### Problem to solve
Your answer should be the lines of the data below that contain "SigningKeyType".

### The data
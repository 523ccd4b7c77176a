//! Opaque handle generation.
//!
//! Authorization codes and reference access tokens are looked up by a
//! random handle. Handles carry at least 128 bits of entropy from the
//! operating system's CSPRNG and are hex encoded.

use rand::RngCore;
use rand::rngs::OsRng;

use crate::config::{HandleConfig, MAX_HANDLE_ENTROPY_BYTES, MIN_HANDLE_ENTROPY_BYTES};

/// Produces fresh, unpredictable lookup keys.
pub trait HandleGenerator: Send + Sync {
    /// Returns a new handle. Never returns the same value twice in practice.
    fn generate(&self) -> String;
}

/// Handle generator backed by [`OsRng`].
#[derive(Debug, Clone, Copy)]
pub struct RandomHandleGenerator {
    entropy_bytes: usize,
}

impl RandomHandleGenerator {
    /// Creates a generator emitting `entropy_bytes` random bytes per handle.
    ///
    /// The size is clamped to 16..=64 bytes.
    #[must_use]
    pub fn new(entropy_bytes: usize) -> Self {
        Self {
            entropy_bytes: entropy_bytes.clamp(MIN_HANDLE_ENTROPY_BYTES, MAX_HANDLE_ENTROPY_BYTES),
        }
    }

    /// Creates a generator from configuration.
    #[must_use]
    pub fn from_config(config: &HandleConfig) -> Self {
        Self::new(config.entropy_bytes)
    }
}

impl Default for RandomHandleGenerator {
    fn default() -> Self {
        Self::new(MIN_HANDLE_ENTROPY_BYTES)
    }
}

impl HandleGenerator for RandomHandleGenerator {
    fn generate(&self) -> String {
        let mut bytes = vec![0u8; self.entropy_bytes];
        OsRng.fill_bytes(&mut bytes);
        hex::encode(bytes)
    }
}

#[cfg(test)]
mod tests {
    use super::*;
    use std::collections::HashSet;

    #[test]
    fn test_default_handle_is_32_hex_chars() {
        let handle = RandomHandleGenerator::default().generate();
        assert_eq!(handle.len(), 32);
        assert!(
            handle
                .chars()
                .all(|c| c.is_ascii_digit() || ('a'..='f').contains(&c))
        );
    }

    #[test]
    fn test_handles_are_unique() {
        let generator = RandomHandleGenerator::default();
        let handles: HashSet<String> = (0..1000).map(|_| generator.generate()).collect();
        assert_eq!(handles.len(), 1000);
    }

    #[test]
    fn test_entropy_floor() {
        let handle = RandomHandleGenerator::new(4).generate();
        assert_eq!(handle.len(), 32);
    }

    #[test]
    fn test_entropy_ceiling() {
        let handle = RandomHandleGenerator::new(usize::MAX).generate();
        assert_eq!(handle.len(), 128);
    }

    #[test]
    fn test_from_config() {
        let generator = RandomHandleGenerator::from_config(&HandleConfig { entropy_bytes: 32 });
        assert_eq!(generator.generate().len(), 64);
    }
}
//! # octofhir-authorize
//!
//! Authorization endpoint response generation for the OctoFHIR server.
//!
//! This crate provides:
//! - Authorization code flow responses backed by a code store
//! - Implicit flow responses with identity and access tokens
//! - Client-secret (HMAC) and certificate signing of identity tokens
//! - Self-contained and reference access tokens
//!
//! ## Overview
//!
//! Request validation and user authentication happen upstream. This crate
//! receives a [`ValidatedAuthorizeRequest`] and an authenticated
//! [`Subject`] and produces an [`AuthorizeResponse`] for the transport
//! layer to turn into a redirect.
//!
//! ## Modules
//!
//! - [`config`] - Issuer, token lifetime, and signing key configuration
//! - [`response`] - Response values and the response generator
//! - [`token`] - Claims, signing credentials, and the token issuer
//! - [`settings`] - Provider signing certificate source
//! - [`handle`] - Random opaque handles for codes and reference tokens
//! - [`storage`] - Storage traits and in-memory stores
//! - [`types`] - Clients, requests, subjects, and code records

pub mod config;
pub mod error;
pub mod handle;
pub mod response;
pub mod settings;
pub mod storage;
pub mod token;
pub mod types;

pub use config::{AuthorizeConfig, ConfigError};
pub use error::{AuthError, ErrorCategory};
pub use handle::{HandleGenerator, RandomHandleGenerator};
pub use response::{
    AuthorizeResponse, AuthorizeResponseGenerator, CodeFlowResponse, ImplicitFlowResponse,
    IssuedAccessToken,
};
pub use settings::{SettingsProvider, StaticSettings};
pub use storage::{
    AuthorizationCodeStore, InMemoryAuthorizationCodeStore, InMemoryTokenHandleStore,
    TokenHandleStore,
};
pub use token::{
    AccessToken, Claims, JwtError, JwtTokenIssuer, SigningAlgorithm, SigningCertificate,
    SigningCredential, TokenIssuer,
};
pub use types::{
    AccessTokenType, AuthorizationCode, Client, SigningKeyType, Subject,
    ValidatedAuthorizeRequest,
};

/// Type alias for authorization results.
pub type AuthResult<T> = Result<T, AuthError>;

/// Prelude module for convenient imports.
///
/// ```ignore
/// use octofhir_authorize::prelude::*;
/// ```
pub mod prelude {
    pub use crate::AuthResult;
    pub use crate::config::{AuthorizeConfig, ConfigError};
    pub use crate::error::{AuthError, ErrorCategory};
    pub use crate::handle::{HandleGenerator, RandomHandleGenerator};
    pub use crate::response::{AuthorizeResponse, AuthorizeResponseGenerator};
    pub use crate::settings::{SettingsProvider, StaticSettings};
    pub use crate::storage::{
        AuthorizationCodeStore, InMemoryAuthorizationCodeStore, InMemoryTokenHandleStore,
        TokenHandleStore,
    };
    pub use crate::token::{JwtTokenIssuer, SigningCertificate, TokenIssuer};
    pub use crate::types::{
        AccessTokenType, Client, SigningKeyType, Subject, ValidatedAuthorizeRequest,
    };
}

### Answer to this problem
    AccessTokenType, AuthorizationCode, Client, SigningKeyType, Subject,
        AccessTokenType, Client, SigningKeyType, Subject, ValidatedAuthorizeRequest,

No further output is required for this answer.